Damage to the spinal cord can, depending on its severity, have a lasting and life-changing impact on the individual. People who have a spinal cord injury (SCI) have to contend with lack of mobility but may also suffer from other health issues that can arise as a result of the injury, including obesity, higher blood sugar levels and a greater risk of cardiovascular disease.
A big challenge for spinal cord injury patients can be attempting to stay as active and healthy as possible. The good news is that, even after an SCI, regular exercise can have a huge impact on the individual’s health and will certainly help reduce the risk of additional problems such as putting on weight and potentially developing diabetes.
There may well be many hurdles to overcome and it’s important for the individual to understand what they are capable of and to set realistic goals before attempting to exercise following a spinal cord injury.
There’s no doubt that exercise on a regular basis has enormous benefits. This is true for everyone, including those with a disability.
Health-wise, being more active means that an individual’s weight will be better managed, their cholesterol levels won’t spike and it may also decrease the chance of developing heart disease. Taking part in group exercise activities means that they may also be less isolated and less likely to suffer from mental health issues.
The general recommendation is that we should all be doing around 150 minutes a week of moderate-intensity aerobic exercise which gets us breathing heavy or 75 minutes of high-intensity exercise. Most people will undertake a mixture of the two depending on their ability and preferences.
Ideally, we all should be including three types of exercise to help improve and maintain our overall fitness. This is no different for individuals with spinal cord injuries, in fact in some cases, it may be even more important.
Lifting weights to target the muscles that an individual with a spinal cord injury is still able to control is important for maintaining muscle mass. Weight training can be done at home. It’s not necessary to visit a gym. Training with a couple of dumbbells or even moderately heavy household items will do the trick.
Aerobic exercise is great for overall lung and heart health, especially if it’s performed to the point whereby the individual is out of breath and sweating to an extent. Each session should include a warm up and warm down to avoid further injury.
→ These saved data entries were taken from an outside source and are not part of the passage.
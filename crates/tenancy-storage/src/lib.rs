//! OrderUp Tenancy Storage
//!
//! The tenant directory (identifier -> tenant metadata) and the per-tenant
//! storage partitions it points at.
//!
//! Layout under the data directory:
//!
//! ```text
//! <root>/public.db          shared namespace + the tenant directory
//! <root>/tenants/<schema>.db  one partition per tenant
//! ```

use chrono::Utc;
use orderup_tenancy_core::{
    init_directory_schema, init_partition_schema, partition_owner, validation, DirectoryError,
    NewTenant, Result, Tenant, PUBLIC_SCHEMA, TENANT_COLUMNS,
};
use rusqlite::{Connection, OpenFlags, OptionalExtension};
use std::path::{Path, PathBuf};
use std::time::Duration;

pub mod cache;
pub mod cache_config;

pub use cache::{CacheStats, CachingDirectory};
pub use cache_config::DirectoryCacheConfig;

/// How long a connection waits on a locked database before giving up
const BUSY_TIMEOUT: Duration = Duration::from_secs(5);

/// Authoritative mapping from tenant identifier to tenant metadata
///
/// `lookup` is on the routing-critical path and is called once per request.
/// `register`, `list_all` and `remove` serve administrative tooling.
pub trait TenantDirectory: Send + Sync {
    /// Return the tenant whose schema name is exactly `identifier`.
    ///
    /// Fails with [`DirectoryError::TenantNotFound`] when there is no such
    /// entry; any other error means the directory itself could not be read.
    fn lookup(&self, identifier: &str) -> Result<Tenant>;

    /// Register a new tenant
    fn register(&self, tenant: NewTenant) -> Result<Tenant>;

    /// List all tenants, oldest first
    fn list_all(&self) -> Result<Vec<Tenant>>;

    /// Remove a tenant entry. The public entry cannot be removed.
    fn remove(&self, identifier: &str) -> Result<()>;
}

impl<D: TenantDirectory + ?Sized> TenantDirectory for std::sync::Arc<D> {
    fn lookup(&self, identifier: &str) -> Result<Tenant> {
        (**self).lookup(identifier)
    }

    fn register(&self, tenant: NewTenant) -> Result<Tenant> {
        (**self).register(tenant)
    }

    fn list_all(&self) -> Result<Vec<Tenant>> {
        (**self).list_all()
    }

    fn remove(&self, identifier: &str) -> Result<()> {
        (**self).remove(identifier)
    }
}

/// Tenant directory stored in the shared SQLite file
///
/// Every call opens its own connection, so the directory can be shared across
/// request handlers without locking.
#[derive(Clone, Debug)]
pub struct SqliteTenantDirectory {
    /// Path to the shared SQLite database file
    path: PathBuf,
    /// Domain recorded for the public entry on initialization
    base_host: String,
}

impl SqliteTenantDirectory {
    /// Create a directory handle for the given file
    ///
    /// # Example
    /// ```
    /// use orderup_tenancy_storage::SqliteTenantDirectory;
    ///
    /// let directory = SqliteTenantDirectory::new("data/public.db", "localhost");
    /// ```
    pub fn new<P: AsRef<Path>>(path: P, base_host: impl Into<String>) -> Self {
        Self {
            path: path.as_ref().to_path_buf(),
            base_host: base_host.into(),
        }
    }

    /// Get the path to the database file
    pub fn path(&self) -> &Path {
        &self.path
    }

    /// Check if the directory database exists
    pub fn exists(&self) -> bool {
        self.path.exists()
    }

    /// Create a new directory (fails if the file already exists)
    pub fn initialize(&self) -> Result<()> {
        if self.exists() {
            return Err(DirectoryError::Other(format!(
                "Tenant directory already exists at {:?}",
                self.path
            )));
        }
        self.ensure_initialized()
    }

    /// Create the directory if needed and make sure the public entry exists
    pub fn ensure_initialized(&self) -> Result<()> {
        if let Some(parent) = self.path.parent() {
            if !parent.as_os_str().is_empty() {
                std::fs::create_dir_all(parent)?;
            }
        }

        let conn = Connection::open(&self.path)?;
        conn.execute_batch("PRAGMA foreign_keys = ON;")?;
        init_directory_schema(&conn, &self.base_host)?;
        init_partition_schema(&conn, PUBLIC_SCHEMA)?;

        Ok(())
    }

    /// Open a connection to an existing directory
    ///
    /// A missing file is reported as [`DirectoryError::Unavailable`] instead of
    /// being created empty, so a misconfigured data directory never looks like
    /// a directory with no tenants in it.
    fn connection(&self) -> Result<Connection> {
        let conn = Connection::open_with_flags(
            &self.path,
            OpenFlags::SQLITE_OPEN_READ_WRITE | OpenFlags::SQLITE_OPEN_NO_MUTEX,
        )
        .map_err(|e| {
            DirectoryError::Unavailable(format!("cannot open {}: {}", self.path.display(), e))
        })?;

        conn.busy_timeout(BUSY_TIMEOUT)?;
        conn.execute_batch("PRAGMA foreign_keys = ON;")?;

        Ok(conn)
    }
}

impl TenantDirectory for SqliteTenantDirectory {
    fn lookup(&self, identifier: &str) -> Result<Tenant> {
        let conn = self.connection()?;

        conn.query_row(
            &format!(
                "SELECT {} FROM tenants WHERE schema_name = ?1",
                TENANT_COLUMNS
            ),
            [identifier],
            Tenant::from_row,
        )
        .optional()?
        .ok_or_else(|| DirectoryError::TenantNotFound(identifier.to_string()))
    }

    fn register(&self, tenant: NewTenant) -> Result<Tenant> {
        validation::validate_new_tenant(&tenant)?;
        if validation::is_reserved_for_host(&tenant.schema_name, &self.base_host) {
            return Err(DirectoryError::ReservedIdentifier(tenant.schema_name));
        }

        let conn = self.connection()?;
        let created_at = Utc::now();
        let inserted = conn.execute(
            "INSERT INTO tenants (schema_name, name, domain, primary_color, font_family, logo_url, created_at)
             VALUES (?1, ?2, ?3, ?4, ?5, ?6, ?7)",
            rusqlite::params![
                tenant.schema_name,
                tenant.name.trim(),
                tenant.domain,
                tenant.branding.primary_color,
                tenant.branding.font_family,
                tenant.branding.logo_url,
                created_at,
            ],
        );

        match inserted {
            Ok(_) => {}
            Err(rusqlite::Error::SqliteFailure(e, _))
                if e.code == rusqlite::ErrorCode::ConstraintViolation =>
            {
                return Err(DirectoryError::AlreadyExists(tenant.schema_name));
            }
            Err(e) => return Err(e.into()),
        }

        tracing::info!(schema = %tenant.schema_name, name = %tenant.name, "Registered tenant");

        Ok(Tenant {
            schema_name: tenant.schema_name,
            name: tenant.name.trim().to_string(),
            domain: tenant.domain,
            branding: tenant.branding,
            created_at,
        })
    }

    fn list_all(&self) -> Result<Vec<Tenant>> {
        let conn = self.connection()?;
        let mut stmt = conn.prepare(&format!(
            "SELECT {} FROM tenants ORDER BY created_at, id",
            TENANT_COLUMNS
        ))?;

        let tenants = stmt
            .query_map([], Tenant::from_row)?
            .collect::<std::result::Result<Vec<_>, _>>()?;

        Ok(tenants)
    }

    fn remove(&self, identifier: &str) -> Result<()> {
        if identifier == PUBLIC_SCHEMA {
            return Err(DirectoryError::ReservedIdentifier(identifier.to_string()));
        }

        let conn = self.connection()?;
        let removed = conn.execute("DELETE FROM tenants WHERE schema_name = ?1", [identifier])?;
        if removed == 0 {
            return Err(DirectoryError::TenantNotFound(identifier.to_string()));
        }

        tracing::info!(schema = %identifier, "Removed tenant");
        Ok(())
    }
}

/// Maps schema names to the storage files that back them
#[derive(Clone, Debug)]
pub struct PartitionLayout {
    root: PathBuf,
}

impl PartitionLayout {
    /// File name of the shared namespace (also holds the directory)
    pub const PUBLIC_FILE: &'static str = "public.db";

    /// Subdirectory holding one file per tenant
    pub const TENANTS_DIR: &'static str = "tenants";

    pub fn new<P: AsRef<Path>>(root: P) -> Self {
        Self {
            root: root.as_ref().to_path_buf(),
        }
    }

    pub fn root(&self) -> &Path {
        &self.root
    }

    /// Path of the shared database holding the tenant directory
    pub fn directory_path(&self) -> PathBuf {
        self.root.join(Self::PUBLIC_FILE)
    }

    /// Path of the partition that backs `schema_name`
    ///
    /// Callers pass schema names read back from the directory, which only
    /// admits names matching [`validation::validate_schema_name`].
    pub fn partition_path(&self, schema_name: &str) -> PathBuf {
        if schema_name == PUBLIC_SCHEMA {
            self.directory_path()
        } else {
            self.root
                .join(Self::TENANTS_DIR)
                .join(format!("{}.db", schema_name))
        }
    }

    /// Select the partition for `schema_name` without touching storage.
    pub fn activate(&self, schema_name: &str) -> PartitionHandle {
        PartitionHandle {
            schema_name: schema_name.to_string(),
            path: self.partition_path(schema_name),
        }
    }

    /// Create the partition file for a newly registered tenant.
    pub fn provision(&self, schema_name: &str) -> Result<PartitionHandle> {
        let handle = self.activate(schema_name);
        handle.connection()?;
        tracing::debug!(schema = %schema_name, path = %handle.path.display(), "Provisioned partition");
        Ok(handle)
    }
}

/// Handle to one tenant's isolated storage partition
///
/// Obtained from [`PartitionLayout::activate`]. Connections opened through
/// the handle only ever see this partition's file.
#[derive(Clone, Debug, PartialEq, Eq)]
pub struct PartitionHandle {
    schema_name: String,
    path: PathBuf,
}

impl PartitionHandle {
    /// Schema name of the partition
    pub fn schema_name(&self) -> &str {
        &self.schema_name
    }

    /// Path of the backing SQLite file
    pub fn path(&self) -> &Path {
        &self.path
    }

    /// Whether this is the shared namespace
    pub fn is_public(&self) -> bool {
        self.schema_name == PUBLIC_SCHEMA
    }

    /// Open a connection to the partition, creating it on first use.
    pub fn connection(&self) -> Result<Connection> {
        if let Some(parent) = self.path.parent() {
            if !parent.as_os_str().is_empty() {
                std::fs::create_dir_all(parent)?;
            }
        }

        let conn = Connection::open(&self.path)?;
        conn.busy_timeout(BUSY_TIMEOUT)?;
        conn.execute_batch("PRAGMA foreign_keys = ON;")?;
        init_partition_schema(&conn, &self.schema_name)?;

        Ok(conn)
    }

    /// Schema name recorded inside the partition file itself
    pub fn owner(&self) -> Result<String> {
        let conn = self.connection()?;
        partition_owner(&conn)
    }
}
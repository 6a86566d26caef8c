//! OrderUp Tenancy Core
//!
//! Core types, errors, and SQLite schema for the OrderUp tenant directory and
//! the per-tenant storage partitions.

use chrono::{DateTime, Utc};
use serde::{Deserialize, Serialize};

pub mod validation;

/// Schema name of the shared (un-partitioned) namespace.
pub const PUBLIC_SCHEMA: &str = "public";

/// Display name given to the shared namespace's directory entry.
pub const PUBLIC_TENANT_NAME: &str = "Public Tenant";

/// Default brand color for tenants that don't set one
pub const DEFAULT_PRIMARY_COLOR: &str = "#000000";

/// Default font family for tenants that don't set one
pub const DEFAULT_FONT_FAMILY: &str = "Inter";

/// Visual branding for a tenant's storefront
#[derive(Debug, Clone, PartialEq, Eq, Serialize, Deserialize)]
#[serde(default)]
pub struct Branding {
    /// CSS color, `#RGB` or `#RRGGBB`
    pub primary_color: String,
    /// CSS font family name
    pub font_family: String,
    /// Absolute URL of the tenant logo
    pub logo_url: Option<String>,
}

impl Default for Branding {
    fn default() -> Self {
        Self {
            primary_color: DEFAULT_PRIMARY_COLOR.to_string(),
            font_family: DEFAULT_FONT_FAMILY.to_string(),
            logo_url: None,
        }
    }
}

/// A restaurant registered in the tenant directory.
///
/// `schema_name` is the partition identifier. It is unique across the
/// directory and never changes once the tenant exists.
#[derive(Debug, Clone, PartialEq, Eq, Serialize, Deserialize)]
pub struct Tenant {
    /// Unique partition identifier (e.g. "pizza")
    pub schema_name: String,
    /// Human-readable restaurant name
    pub name: String,
    /// Primary domain (e.g. "pizza.localhost")
    pub domain: String,
    /// Storefront branding
    #[serde(flatten)]
    pub branding: Branding,
    /// When the tenant was registered
    pub created_at: DateTime<Utc>,
}

impl Tenant {
    /// Whether this entry denotes the shared namespace
    pub fn is_public(&self) -> bool {
        self.schema_name == PUBLIC_SCHEMA
    }

    /// Map a row selected with [`TENANT_COLUMNS`] into a tenant.
    pub fn from_row(row: &rusqlite::Row<'_>) -> rusqlite::Result<Self> {
        Ok(Self {
            schema_name: row.get(0)?,
            name: row.get(1)?,
            domain: row.get(2)?,
            branding: Branding {
                primary_color: row.get(3)?,
                font_family: row.get(4)?,
                logo_url: row.get(5)?,
            },
            created_at: row.get(6)?,
        })
    }
}

impl std::fmt::Display for Tenant {
    fn fmt(&self, f: &mut std::fmt::Formatter<'_>) -> std::fmt::Result {
        write!(f, "{} ({})", self.name, self.schema_name)
    }
}

/// Request to register a new tenant
#[derive(Debug, Clone, Serialize, Deserialize)]
pub struct NewTenant {
    pub schema_name: String,
    pub name: String,
    pub domain: String,
    #[serde(flatten)]
    pub branding: Branding,
}

impl NewTenant {
    /// Create a registration request with default branding.
    pub fn new(
        schema_name: impl Into<String>,
        name: impl Into<String>,
        domain: impl Into<String>,
    ) -> Self {
        Self {
            schema_name: schema_name.into(),
            name: name.into(),
            domain: domain.into(),
            branding: Branding::default(),
        }
    }

    pub fn with_branding(mut self, branding: Branding) -> Self {
        self.branding = branding;
        self
    }
}

/// Errors that can occur in tenant directory operations
#[derive(Debug, thiserror::Error)]
pub enum DirectoryError {
    #[error("SQLite error: {0}")]
    Sqlite(#[from] rusqlite::Error),

    #[error("Tenant not found: {0}")]
    TenantNotFound(String),

    #[error("Tenant already exists: {0}")]
    AlreadyExists(String),

    #[error("Reserved identifier: {0}")]
    ReservedIdentifier(String),

    #[error("Validation error: {0}")]
    ValidationError(String),

    #[error("I/O error: {0}")]
    Io(#[from] std::io::Error),

    #[error("Directory unavailable: {0}")]
    Unavailable(String),

    #[error("Other error: {0}")]
    Other(String),
}

impl DirectoryError {
    /// Routine miss, as opposed to a storage or input problem
    pub fn is_not_found(&self) -> bool {
        matches!(self, DirectoryError::TenantNotFound(_))
    }

    /// Failure of the backing storage rather than of the request
    pub fn is_storage_failure(&self) -> bool {
        matches!(
            self,
            DirectoryError::Sqlite(_)
                | DirectoryError::Io(_)
                | DirectoryError::Unavailable(_)
                | DirectoryError::Other(_)
        )
    }
}

/// Result type for directory operations
pub type Result<T> = std::result::Result<T, DirectoryError>;

/// Column list matching [`Tenant::from_row`]
pub const TENANT_COLUMNS: &str =
    "schema_name, name, domain, primary_color, font_family, logo_url, created_at";

/// Initialize the SQLite schema for the tenant directory
///
/// Creates the `tenants` table if it doesn't exist and makes sure the
/// `public` entry is present. `base_host` becomes the public entry's domain.
pub fn init_directory_schema(conn: &rusqlite::Connection, base_host: &str) -> Result<()> {
    let ddl = r#"
    CREATE TABLE IF NOT EXISTS tenants (
      id INTEGER PRIMARY KEY AUTOINCREMENT,
      schema_name TEXT UNIQUE NOT NULL,
      name TEXT NOT NULL,
      domain TEXT NOT NULL,
      primary_color TEXT NOT NULL DEFAULT '#000000',
      font_family TEXT NOT NULL DEFAULT 'Inter',
      logo_url TEXT,
      created_at TEXT NOT NULL
    );

    CREATE INDEX IF NOT EXISTS idx_tenants_domain ON tenants(domain);
    CREATE INDEX IF NOT EXISTS idx_tenants_created_at ON tenants(created_at);
    "#;

    conn.execute_batch(ddl)?;

    let inserted = conn.execute(
        "INSERT OR IGNORE INTO tenants (schema_name, name, domain, primary_color, font_family, logo_url, created_at)
         VALUES (?1, ?2, ?3, ?4, ?5, NULL, ?6)",
        rusqlite::params![
            PUBLIC_SCHEMA,
            PUBLIC_TENANT_NAME,
            base_host,
            DEFAULT_PRIMARY_COLOR,
            DEFAULT_FONT_FAMILY,
            Utc::now(),
        ],
    )?;
    if inserted > 0 {
        tracing::info!(domain = %base_host, "Created public tenant entry");
    }

    Ok(())
}

/// Initialize the bookkeeping table of a storage partition
///
/// `partition_meta` records which schema owns the file so that a handle can
/// be checked against the partition it actually opened.
pub fn init_partition_schema(conn: &rusqlite::Connection, schema_name: &str) -> Result<()> {
    conn.execute_batch(
        r#"
        CREATE TABLE IF NOT EXISTS partition_meta (
          key TEXT PRIMARY KEY,
          value TEXT NOT NULL
        );
        "#,
    )?;
    conn.execute(
        "INSERT OR IGNORE INTO partition_meta (key, value) VALUES ('schema_name', ?1)",
        [schema_name],
    )?;
    conn.execute(
        "INSERT OR IGNORE INTO partition_meta (key, value) VALUES ('created_at', ?1)",
        [Utc::now().to_rfc3339()],
    )?;
    Ok(())
}

/// Read the owning schema name recorded in a partition
pub fn partition_owner(conn: &rusqlite::Connection) -> Result<String> {
    let owner = conn.query_row(
        "SELECT value FROM partition_meta WHERE key = 'schema_name'",
        [],
        |row| row.get(0),
    )?;
    Ok(owner)
}
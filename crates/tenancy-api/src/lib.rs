//! OrderUp Tenancy API Library
//!
//! Tenant-routed HTTP application: every request is resolved to exactly one
//! tenant partition and one route table before a handler runs.

pub mod config;
pub mod context;
pub mod error;
pub mod routes;
pub mod tenant_router;

#[cfg(feature = "metrics")]
pub mod metrics;

use axum::{middleware, routing::get, Router};
use routes::{dispatch, health_check, AppState, RouteTables};
use std::sync::Arc;
use tenant_router::{tenant_router_middleware, RouterConfig, TenantRouter};
use tower_http::cors::CorsLayer;
use tower_http::trace::TraceLayer;

pub use context::{FallbackReason, Namespace, RequestContext, Resolution, TenantSource};
pub use tenant_router::DirectoryErrorPolicy;

/// Build the application with the standard OrderUp route tables.
pub fn build_app(state: AppState, config: RouterConfig) -> Router {
    let router = TenantRouter::new(state.directory.clone(), state.layout.clone(), config);
    build_app_with_tables(Arc::new(router), RouteTables::new(state))
}

/// Build the application around custom route tables.
///
/// `/health`, `/health/` (and `/metrics`) sit outside tenant routing.
pub fn build_app_with_tables(router: Arc<TenantRouter>, tables: RouteTables) -> Router {
    let routed = Router::new()
        .fallback(dispatch)
        .with_state(Arc::new(tables));

    let app = routed
        .layer(middleware::from_fn_with_state(
            router,
            tenant_router_middleware,
        ))
        .route("/health", get(health_check))
        .route("/health/", get(health_check));

    #[cfg(feature = "metrics")]
    let app = app.route("/metrics", get(metrics::metrics_handler));

    app.layer(CorsLayer::permissive())
        .layer(TraceLayer::new_for_http())
}
//! Read-through cache in front of a [`TenantDirectory`].
//!
//! Only successful lookups are cached. A miss or a storage error always goes
//! back to the inner directory, so a tenant registered after a miss becomes
//! visible on the next request. Writes made through the cache invalidate the
//! affected entry; writes made elsewhere become visible once the TTL expires.

use crate::{DirectoryCacheConfig, TenantDirectory};
use lru::LruCache;
use orderup_tenancy_core::{NewTenant, Result, Tenant};
use parking_lot::Mutex;
use std::num::NonZeroUsize;
use std::sync::atomic::{AtomicU64, Ordering};
use std::time::{Duration, Instant};
use tracing::debug;

struct CachedTenant {
    tenant: Tenant,
    loaded_at: Instant,
}

/// Hit/miss counters for the directory cache
#[derive(Debug, Clone, Copy, Default, PartialEq, Eq)]
pub struct CacheStats {
    pub hits: u64,
    pub misses: u64,
}

/// A [`TenantDirectory`] that caches successful lookups.
pub struct CachingDirectory<D> {
    inner: D,
    /// `None` when caching is disabled
    entries: Option<Mutex<LruCache<String, CachedTenant>>>,
    ttl: Duration,
    hits: AtomicU64,
    misses: AtomicU64,
}

impl<D: TenantDirectory> CachingDirectory<D> {
    pub fn new(inner: D, config: &DirectoryCacheConfig) -> Self {
        let entries = if config.enabled {
            NonZeroUsize::new(config.capacity).map(|cap| Mutex::new(LruCache::new(cap)))
        } else {
            None
        };

        Self {
            inner,
            entries,
            ttl: config.ttl,
            hits: AtomicU64::new(0),
            misses: AtomicU64::new(0),
        }
    }

    /// The wrapped directory
    pub fn inner(&self) -> &D {
        &self.inner
    }

    pub fn stats(&self) -> CacheStats {
        CacheStats {
            hits: self.hits.load(Ordering::Relaxed),
            misses: self.misses.load(Ordering::Relaxed),
        }
    }

    /// Drop a single cached entry
    pub fn invalidate(&self, identifier: &str) {
        if let Some(entries) = &self.entries {
            entries.lock().pop(identifier);
        }
    }

    /// Drop every cached entry
    pub fn clear(&self) {
        if let Some(entries) = &self.entries {
            entries.lock().clear();
        }
    }

    fn cached(&self, identifier: &str) -> Option<Tenant> {
        let entries = self.entries.as_ref()?;
        let mut entries = entries.lock();

        let expired = match entries.get(identifier) {
            Some(entry) if entry.loaded_at.elapsed() < self.ttl => {
                return Some(entry.tenant.clone());
            }
            Some(_) => true,
            None => false,
        };
        if expired {
            entries.pop(identifier);
        }
        None
    }

    fn store(&self, tenant: &Tenant) {
        if let Some(entries) = &self.entries {
            entries.lock().put(
                tenant.schema_name.clone(),
                CachedTenant {
                    tenant: tenant.clone(),
                    loaded_at: Instant::now(),
                },
            );
        }
    }
}

impl<D: TenantDirectory> TenantDirectory for CachingDirectory<D> {
    fn lookup(&self, identifier: &str) -> Result<Tenant> {
        if let Some(tenant) = self.cached(identifier) {
            self.hits.fetch_add(1, Ordering::Relaxed);
            return Ok(tenant);
        }

        self.misses.fetch_add(1, Ordering::Relaxed);
        let tenant = self.inner.lookup(identifier)?;
        debug!(schema = %identifier, "Cached tenant directory entry");
        self.store(&tenant);
        Ok(tenant)
    }

    fn register(&self, tenant: NewTenant) -> Result<Tenant> {
        let identifier = tenant.schema_name.clone();
        let result = self.inner.register(tenant);
        self.invalidate(&identifier);
        result
    }

    fn list_all(&self) -> Result<Vec<Tenant>> {
        self.inner.list_all()
    }

    fn remove(&self, identifier: &str) -> Result<()> {
        let result = self.inner.remove(identifier);
        self.invalidate(identifier);
        result
    }
}

#[cfg(test)]
mod tests {
    use super::*;
    use orderup_tenancy_core::{Branding, DirectoryError};
    use std::collections::HashMap;
    use std::sync::atomic::AtomicUsize;

    /// In-memory directory that counts lookups
    #[derive(Default)]
    struct CountingDirectory {
        tenants: Mutex<HashMap<String, Tenant>>,
        lookups: AtomicUsize,
        fail: std::sync::atomic::AtomicBool,
    }

    impl CountingDirectory {
        fn with(names: &[&str]) -> Self {
            let dir = Self::default();
            for name in names {
                dir.register(NewTenant::new(*name, *name, format!("{}.localhost", name)))
                    .unwrap();
            }
            dir
        }

        fn lookups(&self) -> usize {
            self.lookups.load(Ordering::SeqCst)
        }
    }

    impl TenantDirectory for CountingDirectory {
        fn lookup(&self, identifier: &str) -> Result<Tenant> {
            self.lookups.fetch_add(1, Ordering::SeqCst);
            if self.fail.load(Ordering::SeqCst) {
                return Err(DirectoryError::Unavailable("down".to_string()));
            }
            self.tenants
                .lock()
                .get(identifier)
                .cloned()
                .ok_or_else(|| DirectoryError::TenantNotFound(identifier.to_string()))
        }

        fn register(&self, tenant: NewTenant) -> Result<Tenant> {
            let tenant = Tenant {
                schema_name: tenant.schema_name,
                name: tenant.name,
                domain: tenant.domain,
                branding: Branding::default(),
                created_at: chrono::Utc::now(),
            };
            self.tenants
                .lock()
                .insert(tenant.schema_name.clone(), tenant.clone());
            Ok(tenant)
        }

        fn list_all(&self) -> Result<Vec<Tenant>> {
            Ok(self.tenants.lock().values().cloned().collect())
        }

        fn remove(&self, identifier: &str) -> Result<()> {
            self.tenants
                .lock()
                .remove(identifier)
                .map(|_| ())
                .ok_or_else(|| DirectoryError::TenantNotFound(identifier.to_string()))
        }
    }

    #[test]
    fn test_hits_are_served_from_cache() {
        let cache = CachingDirectory::new(
            CountingDirectory::with(&["pizza"]),
            &DirectoryCacheConfig::default(),
        );

        assert_eq!(cache.lookup("pizza").unwrap().schema_name, "pizza");
        assert_eq!(cache.lookup("pizza").unwrap().schema_name, "pizza");

        assert_eq!(cache.inner().lookups(), 1);
        assert_eq!(cache.stats(), CacheStats { hits: 1, misses: 1 });
    }

    #[test]
    fn test_misses_are_not_cached() {
        let cache = CachingDirectory::new(
            CountingDirectory::with(&[]),
            &DirectoryCacheConfig::default(),
        );

        assert!(cache.lookup("sushi").unwrap_err().is_not_found());
        cache
            .register(NewTenant::new("sushi", "Sushi Master", "sushi.localhost"))
            .unwrap();
        assert_eq!(cache.lookup("sushi").unwrap().name, "Sushi Master");
    }

    #[test]
    fn test_errors_are_not_cached() {
        let inner = CountingDirectory::with(&["pizza"]);
        inner.fail.store(true, Ordering::SeqCst);
        let cache = CachingDirectory::new(inner, &DirectoryCacheConfig::default());

        assert!(cache.lookup("pizza").unwrap_err().is_storage_failure());
        cache.inner().fail.store(false, Ordering::SeqCst);
        assert!(cache.lookup("pizza").is_ok());
    }

    #[test]
    fn test_remove_invalidates() {
        let cache = CachingDirectory::new(
            CountingDirectory::with(&["pizza"]),
            &DirectoryCacheConfig::default(),
        );

        cache.lookup("pizza").unwrap();
        cache.remove("pizza").unwrap();
        assert!(cache.lookup("pizza").unwrap_err().is_not_found());
    }

    #[test]
    fn test_ttl_expiry() {
        let config = DirectoryCacheConfig::default().with_ttl(Duration::from_millis(20));
        let cache = CachingDirectory::new(CountingDirectory::with(&["pizza"]), &config);

        cache.lookup("pizza").unwrap();
        std::thread::sleep(Duration::from_millis(40));
        cache.lookup("pizza").unwrap();

        assert_eq!(cache.inner().lookups(), 2);
    }

    #[test]
    fn test_disabled_cache_passes_through() {
        let cache = CachingDirectory::new(
            CountingDirectory::with(&["pizza"]),
            &DirectoryCacheConfig::disabled(),
        );

        cache.lookup("pizza").unwrap();
        cache.lookup("pizza").unwrap();
        assert_eq!(cache.inner().lookups(), 2);
    }

    #[test]
    fn test_capacity_evicts_least_recent() {
        let config = DirectoryCacheConfig::new(1);
        let cache = CachingDirectory::new(CountingDirectory::with(&["pizza", "sushi"]), &config);

        cache.lookup("pizza").unwrap();
        cache.lookup("sushi").unwrap();
        cache.lookup("pizza").unwrap();

        assert_eq!(cache.inner().lookups(), 3);
    }
}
It’s not just physical effort that is important to overall health. Any exercise after a spinal cord injury that stretches the body is good. Many areas of the body such as the shoulders and arms can get tight after a SCI, and a regular stretching routine will help prevent this. and improve flexibility.
Of course, there are more things to bear in mind when exercising with a spinal cord injury and there may be several issues to overcome.
However this should certainly not be a deterrent which stops the individual from pursuing exercise. It is essential that a discussion is made with a medical professional, in order to create a safe and effective exercise plan and prevent exacerbating the individual’s injury or causing new injuries.
Here are just a few issues to consider:
The type of exercise that should be undertaken by an individual with a spinal cord injury may be determined by the type of injury and the extent of the damage that has been sustained. The good news is that many common exercise options can be tailored to suit the needs of the individual in question.
In general, adjustments may need to be made to allow an individual with a spinal cord injury to exercise safely and effectively. For example, straps may be required to improve stability and cuffs may be needed to help grip equipment.
The benefits of regularly exercising are numerous, and this is true for everybody. Not only will regular sessions improve overall fitness and lower the risk of heart disease, but they can also have a profound impact on mental health and overall happiness.